Planet Golf — 22 June 2015 by Bob Sherwin
Spieth wins after D. Johnson 3-putts

UNIVERSITY PLACE, Wa – Jordan Spieth, the biggest golf story of the year, won the 115th U.S. Open Sunday only after the second biggest story – the much-maligned Chambers Bay greens – failed Dustin Johnson.

Spieth shot a 1-under-par 69, with a birdie on 18, and held a one-shot lead over Johnson one group behind. Johnson hit his approach shot on the par-5, 604-yard 18th to within 12 feet from the hole. He missed his eagle that would have won the tournament. He then missed a comeback four-footer that would have forced a Monday playoff.

“It’s hard right now. It’s hard,” Spieth said immediately after his sudden victory gift. “I’m still amazed that I won, let alone that we weren’t playing (Monday). So for that turnaround right there, to watch that happen, I feel for Dustin, but I haven’t been able to put anything in perspective yet.”

Spieth, 21, who won the Masters in April, joins some elite company, players who have won the Masters and U.S. Open in the same year. The others were: Tiger Woods (2002), Jack Nicklaus (1972), Arnold Palmer (1960), Ben Hogan (1951 and 1953) and Craig Wood (1941).

No one has ever won the ‘modern’ Grand Slam in the same year. The Open Championship is July 16-19 at St. Andrews Old Course.

He is the youngest to win two majors since Gene Sarazen in 1922 and youngest to win the Open since Bobby Jones in 1923.

It’s not as though Spieth didn’t earned his victory. He made a dramatic 25-foot putt on 16 for what seemed to be the clinched as it gave him a 3-stroke lead at the time. He then double-bogeyed the par-3 17th while Johnson birdied 16, drawing the two back within one.

Then on 18 – a hole in which Spieth called on Friday when it was switched for one round to a 525-yard, par-4 “the dumbest hole I’ve ever played” – he hit an exquisite drive down the middle, avoiding bunkers on both sides. His approach rolled along the back perimeter, carefully avoiding the thick rough, then toward the hole, resting about 20 feet away for an eagle opportunity.  He missed that putt but birdied the hole to give him his one-stroke edge.

“It (drive) got right up there on the up-slope, I couldn’t have placed it in a better spot,” said Spieth. “The next 3-wood, very, very pure.
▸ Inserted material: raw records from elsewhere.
//! Trade records and the ingestion boundary.
//!
//! Broker adapters hand over [`RawTrade`] records with every field as optional
//! text. [`normalize`] turns them into typed [`Trade`]s; anything that cannot be
//! trusted is set aside as a [`RejectedTrade`] and the rest of the batch
//! carries on.

use chrono::{DateTime, NaiveDate, NaiveDateTime, Utc};
use rust_decimal::Decimal;
use rust_decimal_macros::dec;
use serde::{Deserialize, Serialize};
use std::collections::HashSet;
use std::fmt;
use std::str::FromStr;
use tracing::warn;

/// Largest magnitude accepted for a quantity, price, fee or notional.
pub const MAX_AMOUNT: Decimal = dec!(1000000000000000);

#[derive(Debug, Clone, Copy, PartialEq, Eq, Hash, Serialize, Deserialize)]
#[serde(rename_all = "UPPERCASE")]
pub enum Side {
    Buy,
    Sell,
}

impl Side {
    /// Case-insensitive, whitespace-tolerant parse of `BUY` / `SELL`.
    pub fn parse(value: &str) -> Option<Side> {
        match value.trim().to_uppercase().as_str() {
            "BUY" => Some(Side::Buy),
            "SELL" => Some(Side::Sell),
            _ => None,
        }
    }
}

impl fmt::Display for Side {
    fn fmt(&self, f: &mut fmt::Formatter<'_>) -> fmt::Result {
        match self {
            Side::Buy => write!(f, "BUY"),
            Side::Sell => write!(f, "SELL"),
        }
    }
}

/// A normalized execution from one broker.
#[derive(Debug, Clone, PartialEq, Serialize, Deserialize)]
pub struct Trade {
    pub id: String,
    pub broker: String,
    pub symbol: String,
    pub side: Side,
    pub quantity: Decimal,
    pub price: Decimal,
    pub fee: Decimal,
    pub timestamp: DateTime<Utc>,
}

impl Trade {
    pub fn notional(&self) -> Decimal {
        self.price * self.quantity
    }

    /// Numeric sanity rules every trade must satisfy before matching.
    pub fn check(&self) -> Result<(), Rejection> {
        if self.quantity <= Decimal::ZERO {
            return Err(Rejection::NonPositiveQuantity {
                quantity: self.quantity,
            });
        }
        if self.price < Decimal::ZERO {
            return Err(Rejection::NegativePrice { price: self.price });
        }
        if self.fee < Decimal::ZERO {
            return Err(Rejection::NegativeFee { fee: self.fee });
        }
        for (field, value) in [
            ("quantity", self.quantity),
            ("price", self.price),
            ("fee", self.fee),
        ] {
            if value > MAX_AMOUNT {
                return Err(Rejection::OutOfRange { field });
            }
        }
        let gross = self
            .price
            .checked_mul(self.quantity)
            .and_then(|n| n.checked_add(self.fee));
        match gross {
            Some(value) if value <= MAX_AMOUNT => Ok(()),
            _ => Err(Rejection::OutOfRange { field: "notional" }),
        }
    }
}

/// An untyped record as produced by a broker adapter.
#[derive(Debug, Clone, Default, PartialEq, Eq, Deserialize)]
#[serde(default)]
pub struct RawTrade {
    pub id: Option<String>,
    pub broker: Option<String>,
    pub symbol: Option<String>,
    pub side: Option<String>,
    pub quantity: Option<String>,
    pub price: Option<String>,
    pub fee: Option<String>,
    pub datetime: Option<String>,
}

impl RawTrade {
    fn field(value: &Option<String>, name: &'static str) -> Result<String, Rejection> {
        value
            .as_deref()
            .map(str::trim)
            .filter(|v| !v.is_empty())
            .map(str::to_string)
            .ok_or(Rejection::MissingField { field: name })
    }

    fn number(value: &str, name: &'static str) -> Result<Decimal, Rejection> {
        Decimal::from_str(value)
            .or_else(|_| Decimal::from_scientific(value))
            .map_err(|_| Rejection::InvalidNumber {
                field: name,
                value: value.to_string(),
            })
    }

    /// Convert to a typed trade. Numeric range rules are left to [`Trade::check`].
    pub fn to_trade(&self) -> Result<Trade, Rejection> {
        let id = Self::field(&self.id, "id")?;
        let broker = Self::field(&self.broker, "broker")?.to_lowercase();
        let symbol = Self::field(&self.symbol, "symbol")?;

        let side_text = Self::field(&self.side, "side")?;
        let side = Side::parse(&side_text).ok_or(Rejection::InvalidSide { value: side_text })?;

        let quantity = Self::number(&Self::field(&self.quantity, "quantity")?, "quantity")?;
        let price = Self::number(&Self::field(&self.price, "price")?, "price")?;
        let fee = match Self::field(&self.fee, "fee") {
            Ok(text) => Self::number(&text, "fee")?,
            Err(_) => Decimal::ZERO,
        };

        let stamp = Self::field(&self.datetime, "datetime")?;
        let timestamp =
            parse_timestamp(&stamp).ok_or(Rejection::InvalidTimestamp { value: stamp })?;

        Ok(Trade {
            id,
            broker,
            symbol,
            side,
            quantity,
            price,
            fee,
            timestamp,
        })
    }
}

/// Why a record was kept out of matching.
#[derive(Debug, Clone, PartialEq, thiserror::Error, Serialize)]
#[serde(tag = "kind", rename_all = "snake_case")]
pub enum Rejection {
    #[error("missing field {field}")]
    MissingField { field: &'static str },

    #[error("invalid {field} value {value:?}")]
    InvalidNumber { field: &'static str, value: String },

    #[error("invalid side {value:?}")]
    InvalidSide { value: String },

    #[error("unparseable timestamp {value:?}")]
    InvalidTimestamp { value: String },

    #[error("quantity must be positive, got {quantity}")]
    NonPositiveQuantity { quantity: Decimal },

    #[error("price must be non-negative, got {price}")]
    NegativePrice { price: Decimal },

    #[error("fee must be non-negative, got {fee}")]
    NegativeFee { fee: Decimal },

    #[error("{field} outside the supported range")]
    OutOfRange { field: &'static str },

    #[error("duplicate trade id {id} for broker {broker}")]
    DuplicateId { broker: String, id: String },
}

#[derive(Debug, Clone, PartialEq, Serialize)]
pub struct RejectedTrade {
    pub broker: Option<String>,
    pub id: Option<String>,
    pub symbol: Option<String>,
    pub reason: Rejection,
}

/// Accepts RFC 3339, `YYYY-MM-DD HH:MM:SS[.f]`, `YYYY-MM-DDTHH:MM:SS[.f]`
/// (read as UTC) and a bare `YYYY-MM-DD` (UTC midnight).
pub fn parse_timestamp(value: &str) -> Option<DateTime<Utc>> {
    let value = value.trim();
    if let Ok(dt) = DateTime::parse_from_rfc3339(value) {
        return Some(dt.with_timezone(&Utc));
    }
    for format in ["%Y-%m-%d %H:%M:%S%.f", "%Y-%m-%dT%H:%M:%S%.f"] {
        if let Ok(naive) = NaiveDateTime::parse_from_str(value, format) {
            return Some(naive.and_utc());
        }
    }
    NaiveDate::parse_from_str(value, "%Y-%m-%d")
        .ok()
        .and_then(|d| d.and_hms_opt(0, 0, 0))
        .map(|naive| naive.and_utc())
}

/// Accumulates accepted trades and rejections, enforcing the per-trade rules
/// and `(broker, id)` uniqueness.
#[derive(Debug, Default)]
struct Screen {
    seen: HashSet<(String, String)>,
    accepted: Vec<Trade>,
    rejected: Vec<RejectedTrade>,
}

impl Screen {
    fn admit(&mut self, mut trade: Trade) {
        trade.broker = trade.broker.trim().to_lowercase();
        if let Err(reason) = trade.check() {
            self.reject_trade(&trade, reason);
            return;
        }
        if !self.seen.insert((trade.broker.clone(), trade.id.clone())) {
            let reason = Rejection::DuplicateId {
                broker: trade.broker.clone(),
                id: trade.id.clone(),
            };
            self.reject_trade(&trade, reason);
            return;
        }
        self.accepted.push(trade);
    }

    fn reject_trade(&mut self, trade: &Trade, reason: Rejection) {
        self.reject(RejectedTrade {
            broker: Some(trade.broker.clone()),
            id: Some(trade.id.clone()),
            symbol: Some(trade.symbol.clone()),
            reason,
        });
    }

    fn reject(&mut self, rejected: RejectedTrade) {
        warn!(
            broker = ?rejected.broker,
            id = ?rejected.id,
            symbol = ?rejected.symbol,
            reason = %rejected.reason,
            "rejected trade record"
        );
        self.rejected.push(rejected);
    }

    fn finish(self) -> (Vec<Trade>, Vec<RejectedTrade>) {
        (self.accepted, self.rejected)
    }
}

/// Convert raw adapter records into typed trades.
pub fn normalize(raw: &[RawTrade]) -> (Vec<Trade>, Vec<RejectedTrade>) {
    let mut screen = Screen::default();
    for record in raw {
        match record.to_trade() {
            Ok(trade) => screen.admit(trade),
            Err(reason) => screen.reject(RejectedTrade {
                broker: record.broker.as_ref().map(|b| b.trim().to_lowercase()),
                id: record.id.clone(),
                symbol: record.symbol.clone(),
                reason,
            }),
        }
    }
    screen.finish()
}

/// Re-check already typed trades (callers may build them by hand).
pub fn screen(trades: &[Trade]) -> (Vec<Trade>, Vec<RejectedTrade>) {
    let mut screen = Screen::default();
    for trade in trades {
        screen.admit(trade.clone());
    }
    screen.finish()
}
Any little bit of breeze up there held it up.  How undeserving maybe after I played 17, that break was on 18, for it to funnel down and then to stay up by a foot on that ledge, I just wanted to get a good putt.”

“When I finished I was just hoping to be playing (Monday).”

Johnson, the third round co-leader, shot even par and finished in a tie for second with Louie Oosthuizen, who scorched the back nine with a 29. It was the lowest score for nine holes in the history – 114 previous tournaments – of the U.S. Open and burned-out greens that were panned by most of the competitors.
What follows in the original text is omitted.